# Work instructions
Return, in their exact form, the lines that lie between the start of the data below and the line containing "pipeline::validate_pipeline()?;", with both ends included.

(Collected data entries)

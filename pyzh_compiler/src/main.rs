use pyzh_compiler::batch::{self, BatchConfig, BatchJob};
use pyzh_compiler::config::runtime::RuntimeConfig;
use pyzh_compiler::file_processor::{FileProcessor, OutputLayout};
use pyzh_compiler::grammar::KeywordTable;
use pyzh_compiler::translation::{Preamble, Translator};
use pyzh_compiler::utils::SourceMap;
use pyzh_compiler::{lexical, logging, pipeline};
use std::env;
use std::path::{Path, PathBuf};
use std::sync::Arc;

/// Parsed command line
#[derive(Debug)]
struct CliOptions {
    input: PathBuf,
    out: Option<PathBuf>,
    keywords: Option<PathBuf>,
    stdout: bool,
    dump_tokens: bool,
    batch: BatchConfig,
}

fn main() -> Result<(), Box<dyn std::error::Error>> {
    let runtime = RuntimeConfig::from_env();
    logging::config::init_runtime_preferences(runtime.logging.clone())?;
    logging::init_global_logging()?;
    pipeline::validate_pipeline()?;

    let args: Vec<String> = env::args().collect();
    let program = args.first().map(String::as_str).unwrap_or("pyzhc");
    if args.len() < 2 {
        eprintln!("Usage: {} <file.pyzh|project-dir> [options]", program);
        eprintln!("       {} --help", program);
        std::process::exit(1);
    }

    if args[1] == "--help" {
        print_help(program);
        return Ok(());
    }

    let options = parse_options(&args[1], &args[2..]);

    let keyword_path = options
        .keywords
        .clone()
        .or_else(|| runtime.translation.keyword_table_path.clone());
    let table = match load_keyword_table(keyword_path.as_deref()) {
        Ok(table) => table,
        Err(message) => {
            eprintln!("Error: {}", message);
            std::process::exit(1);
        }
    };

    let preamble = Preamble::from_preferences(&runtime.translation);
    let processor = FileProcessor::from_preferences(&runtime.file_processor, &runtime.translation);

    let input_path = options.input.as_path();
    let project_root = if input_path.is_dir() {
        input_path.to_path_buf()
    } else {
        match input_path.parent() {
            Some(parent) if !parent.as_os_str().is_empty() => parent.to_path_buf(),
            _ => PathBuf::from("."),
        }
    };
    let mut layout = OutputLayout::from_preferences(project_root, &runtime.translation);
    if let Some(out) = &options.out {
        layout = layout.with_output_root(out);
    }

    if input_path.is_file() {
        let translator = Translator::new(&table, preamble)
            .with_lexical_preferences(runtime.lexical.clone());
        process_single_file(&options, &processor, &layout, &translator)?;
    } else if input_path.is_dir() {
        let job = BatchJob::new(layout, Arc::new(table), preamble)
            .with_processor(processor)
            .with_lexical_preferences(runtime.lexical.clone());
        process_directory_batch(&job, &options.batch)?;
    } else {
        eprintln!("Error: Input must be a file (.{}) or directory", runtime.translation.source_extension);
        eprintln!("  Path: {}", input_path.display());
        std::process::exit(1);
    }

    Ok(())
}

fn print_help(program_name: &str) {
    println!("pyzhc v{}", env!("CARGO_PKG_VERSION"));
    println!("Translate Chinese-keyword Python sources (.pyzh) into standard Python");
    println!();
    println!("USAGE:");
    println!("    {} <file.pyzh> [options]          # Translate one file", program_name);
    println!("    {} <project-dir> [options]        # Translate every .pyzh file", program_name);
    println!();
    println!("OPTIONS:");
    println!("    --help              Show this help message");
    println!("    --out DIR           Output root (default: <project>/生成)");
    println!("    --keywords FILE     Load the keyword table from a TOML file");
    println!("    --stdout            Print the translation instead of writing it (file only)");
    println!("    --dump-tokens       Print the token stream as JSON (file only)");
    println!("    --sequential        Force sequential processing (no parallelism)");
    println!("    --parallel          Force parallel processing (default)");
    println!("    --threads N         Set maximum number of threads (default: auto)");
    println!("    --no-recursive      Don't search subdirectories");
    println!("    --max-files N       Limit maximum files to process");
    println!("    --fail-fast         Stop on first error");
    println!("    --quiet             Suppress progress reporting");
    println!();
    println!("ENVIRONMENT:");
    println!("    PYZH_KEYWORD_TABLE, PYZH_RUNTIME_MODULE, PYZH_OUTPUT_DIR,");
    println!("    PYZH_LOGGING_MIN_LEVEL and other PYZH_* variables override defaults");
    println!();
    println!("EXAMPLES:");
    println!("    {} 主程序.pyzh                     # Writes 生成/主程序.py", program_name);
    println!("    {} 主程序.pyzh --stdout            # Print to stdout", program_name);
    println!("    {} project/ --threads 4            # 4 threads max", program_name);
    println!("    {} project/ --sequential --fail-fast", program_name);
    println!();
    println!("BUILD:");
    println!("    {}", pyzh_compiler::config::build_info::source_info());
}

fn parse_options(input: &str, args: &[String]) -> CliOptions {
    let mut options = CliOptions {
        input: PathBuf::from(input),
        out: None,
        keywords: None,
        stdout: false,
        dump_tokens: false,
        batch: BatchConfig::default(),
    };

    let mut i = 0;
    while i < args.len() {
        match args[i].as_str() {
            "--out" | "--keywords" => {
                if let Some(value) = args.get(i + 1) {
                    if args[i] == "--out" {
                        options.out = Some(PathBuf::from(value));
                    } else {
                        options.keywords = Some(PathBuf::from(value));
                    }
                    i += 1;
                } else {
                    eprintln!("Warning: {} requires a path", args[i]);
                }
            }
            "--stdout" => options.stdout = true,
            "--dump-tokens" => options.dump_tokens = true,
            "--sequential" => options.batch.max_threads = 1,
            "--parallel" => {}
            "--threads" => match args.get(i + 1) {
                Some(value) => {
                    match value.parse::<usize>() {
                        Ok(threads) => options.batch.max_threads = threads.max(1),
                        Err(_) => eprintln!("Warning: Invalid thread count '{}', using default", value),
                    }
                    i += 1;
                }
                None => eprintln!("Warning: --threads requires a number"),
            },
            "--no-recursive" => options.batch.recursive = false,
            "--max-files" => match args.get(i + 1) {
                Some(value) => {
                    match value.parse::<usize>() {
                        Ok(max_files) => options.batch.max_files = Some(max_files),
                        Err(_) => eprintln!("Warning: Invalid max files '{}', ignoring", value),
                    }
                    i += 1;
                }
                None => eprintln!("Warning: --max-files requires a number"),
            },
            "--fail-fast" => options.batch.fail_fast = true,
            "--quiet" => options.batch.progress_reporting = false,
            other => eprintln!("Warning: Unknown option '{}'", other),
        }
        i += 1;
    }

    options
}

fn load_keyword_table(path: Option<&Path>) -> Result<KeywordTable, String> {
    match path {
        Some(path) => KeywordTable::from_file(path)
            .map_err(|e| format!("[{}] {}", e.error_code(), e)),
        None => Ok(KeywordTable::builtin()),
    }
}

fn process_single_file(
    options: &CliOptions,
    processor: &FileProcessor,
    layout: &OutputLayout,
    translator: &Translator<'_>,
) -> Result<(), Box<dyn std::error::Error>> {
    let input = options.input.as_path();

    if options.dump_tokens {
        let outcome = processor
            .process_file(input)
            .map_err(pipeline::PipelineError::from)
            .and_then(|file| Ok(lexical::tokenize(&file.source)?));
        match outcome {
            Ok(tokens) => println!("{}", tokens.to_json()?),
            Err(error) => fail_single_file(input, &error),
        }
        return Ok(());
    }

    if options.stdout {
        match pipeline::translate_file_with(processor, input, translator) {
            Ok(report) => print!("{}", report.output),
            Err(error) => fail_single_file(input, &error),
        }
        return Ok(());
    }

    println!("Translating file: {}", input.display());
    match pipeline::process_file_with(processor, input, layout, translator, 0) {
        Ok(result) => {
            println!("\nSUCCESS: {} tokens, {} keyword substitution(s)",
                result.token_count, result.substitutions);
            if let Some(output_path) = &result.output_path {
                println!("  Output: {}", output_path.display());
            }
            logging::print_cargo_style_summary();
        }
        Err(error) => fail_single_file(input, &error),
    }

    Ok(())
}

fn fail_single_file(input: &Path, error: &pipeline::PipelineError) -> ! {
    eprintln!("\nFAILED: {}", error);
    print_detailed_error(input, error);
    logging::print_cargo_style_summary();
    std::process::exit(1);
}

fn process_directory_batch(
    job: &BatchJob,
    config: &BatchConfig,
) -> Result<(), Box<dyn std::error::Error>> {
    println!("Starting batch translation: {}", job.project_root().display());
    println!(
        "Configuration: {} threads, recursive={}, fail_fast={}",
        config.max_threads, config.recursive, config.fail_fast
    );
    println!("Output root: {}", job.layout.output_root().display());

    if let Some(max_files) = config.max_files {
        println!("File limit: {} files maximum", max_files);
    }

    match batch::process_directory_with_config(job, config) {
        Ok(results) => {
            println!("\nBatch translation completed!");
            print_batch_results(&results);
            logging::print_cargo_style_summary();

            if results.has_failures() {
                std::process::exit(1);
            }
        }
        Err(error) => {
            eprintln!("Batch translation failed: [{}] {}", error.error_code(), error);
            logging::print_cargo_style_summary();
            std::process::exit(1);
        }
    }

    Ok(())
}

fn print_batch_results(results: &batch::BatchResults) {
    println!("{}", results.summary());
    println!("  Files discovered: {}", results.files_discovered);

    if results.files_processed > 0 {
        let avg_time = results.processing_duration.as_secs_f64() / results.files_processed as f64;
        println!("  Average time per file: {:.3}s", avg_time);
    }

    if results.has_failures() {
        println!("\nFailed Files:");
        for (file_path, error) in &results.failed_files {
            println!("  {}: {}", file_path.display(), get_error_summary(error));
        }
    }

    if results.success_count() > 0 && results.success_count() <= 10 {
        println!("\nTranslated Files:");
        for (file_path, result) in &results.successful_files {
            println!(
                "  {}: {} tokens, {} substitution(s)",
                file_path.display(),
                result.token_count,
                result.substitutions
            );
        }
    } else if results.success_count() > 10 {
        println!("\n{} files translated (showing first 5):", results.success_count());
        for (file_path, result) in results.successful_files.iter().take(5) {
            println!(
                "  {}: {} tokens, {} substitution(s)",
                file_path.display(),
                result.token_count,
                result.substitutions
            );
        }
        println!("  ... and {} more", results.success_count() - 5);
    }
}

fn get_error_summary(error: &pipeline::PipelineError) -> String {
    let stage = match error {
        pipeline::PipelineError::FileProcessing(_) => "File processing error",
        pipeline::PipelineError::LexicalAnalysis(_) => "Lexical analysis error",
        pipeline::PipelineError::Output(_) => "Output error",
    };
    match error.position() {
        Some(position) => format!("{} at {}", stage, position),
        None => stage.to_string(),
    }
}

/// Stage header plus, for lexical errors, the offending line with a caret
fn print_detailed_error(input: &Path, error: &pipeline::PipelineError) {
    let stage = match error {
        pipeline::PipelineError::FileProcessing(_) => "File processing",
        pipeline::PipelineError::LexicalAnalysis(_) => "Lexical analysis",
        pipeline::PipelineError::Output(_) => "Output",
    };
    eprintln!("{} stage failed [{}]:", stage, error.error_code());

    let snippet = error.position().and_then(|position| {
        let source = std::fs::read_to_string(input).ok()?;
        let source = lexical::normalize_line_endings(&source).into_owned();
        Some(SourceMap::new(source).format_error(
            &input.display().to_string(),
            position,
            &error.detail(),
        ))
    });

    match snippet {
        Some(snippet) => eprint!("{}", snippet),
        None => eprintln!("  {}", error.detail()),
    }
}

#[cfg(test)]
mod tests {
    use super::*;
    use pyzh_compiler::lexical::LexerError;
    use pyzh_compiler::utils::Position;

    fn strings(args: &[&str]) -> Vec<String> {
        args.iter().map(|s| s.to_string()).collect()
    }

    #[test]
    fn test_parse_options() {
        let args = strings(&[
            "--threads", "4", "--fail-fast", "--no-recursive", "--out", "build", "--stdout",
        ]);
        let options = parse_options("project", &args);
        assert_eq!(options.input, PathBuf::from("project"));
        assert_eq!(options.batch.max_threads, 4);
        assert!(options.batch.fail_fast);
        assert!(!options.batch.recursive);
        assert_eq!(options.out, Some(PathBuf::from("build")));
        assert!(options.stdout);
        assert!(!options.dump_tokens);
    }

    #[test]
    fn test_parse_options_invalid() {
        let args = strings(&["--threads", "invalid", "--unknown-option", "--keywords"]);
        let options = parse_options("a.pyzh", &args);
        assert_ne!(options.batch.max_threads, 0);
        assert!(options.keywords.is_none());
    }

    #[test]
    fn test_sequential_and_quiet() {
        let options = parse_options("p", &strings(&["--sequential", "--quiet", "--max-files", "3"]));
        assert_eq!(options.batch.max_threads, 1);
        assert!(!options.batch.progress_reporting);
        assert_eq!(options.batch.max_files, Some(3));
    }

    #[test]
    fn test_get_error_summary() {
        let error = pipeline::PipelineError::LexicalAnalysis(LexerError::UnterminatedContinuation {
            position: Position::new(0, 2, 7),
        });
        assert_eq!(get_error_summary(&error), "Lexical analysis error at 2:7");
    }

    #[test]
    fn test_missing_keyword_table_is_reported() {
        let message = load_keyword_table(Some(Path::new("/nonexistent/keywords.toml"))).unwrap_err();
        assert!(message.starts_with("[E001]"));
        assert!(load_keyword_table(None).unwrap().contains("若"));
    }
}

# Answer for this exercise
filename pyzh_compiler/src/main.rs
use pyzh_compiler::batch::{self, BatchConfig, BatchJob};
use pyzh_compiler::config::runtime::RuntimeConfig;
use pyzh_compiler::file_processor::{FileProcessor, OutputLayout};
use pyzh_compiler::grammar::KeywordTable;
use pyzh_compiler::translation::{Preamble, Translator};
use pyzh_compiler::utils::SourceMap;
use pyzh_compiler::{lexical, logging, pipeline};
use std::env;
use std::path::{Path, PathBuf};
use std::sync::Arc;

/// Parsed command line
#[derive(Debug)]
struct CliOptions {
    input: PathBuf,
    out: Option<PathBuf>,
    keywords: Option<PathBuf>,
    stdout: bool,
    dump_tokens: bool,
    batch: BatchConfig,
}

fn main() -> Result<(), Box<dyn std::error::Error>> {
    let runtime = RuntimeConfig::from_env();
    logging::config::init_runtime_preferences(runtime.logging.clone())?;
    logging::init_global_logging()?;
    pipeline::validate_pipeline()?;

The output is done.